[[ Records to process, beginning ]]
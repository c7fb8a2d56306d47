// SPDX-License-Identifier: BUSL-1.1
// Copyright (c) 2026 Alfred Jean LLC

// Allow panic!/unwrap/expect in test code
#![cfg_attr(test, allow(clippy::panic))]
#![cfg_attr(test, allow(clippy::unwrap_used))]
#![cfg_attr(test, allow(clippy::expect_used))]

//! fsm-core: the state graph, context model, event envelope, and ID/clock
//! primitives shared by every other crate in the registry workspace.

pub mod macros;

pub mod clock;
pub mod context;
pub mod event;
pub mod graph;
pub mod id;
pub mod ids;
pub mod timeout;

#[cfg(any(test, feature = "test-support"))]
pub mod proptest_support;

pub use clock::{Clock, ClockSource, FakeClock, SystemClock};
pub use context::{MachineHandle, PersistentEntity, VolatileContextFactory};
pub use event::Event;
pub use graph::{
    EntryHook, ExitHook, InvalidGraph, StateBuilder, StateDescriptor, StateGraph,
    StateGraphBuilder, StayAction, TimeoutSpec,
};
pub use id::{short, IdBuf, ID_MAX_LEN};
pub use ids::{CorrelationId, DebugSessionId, EventName, MachineId, RunId, StateName};
pub use timeout::{TimeoutHandle, TimeoutId};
[[ Records to process, end ]]
*Task objective*. Could you say how many lines in the data above contain "clippy"? Reply with the number alone.

*Expected output*. 3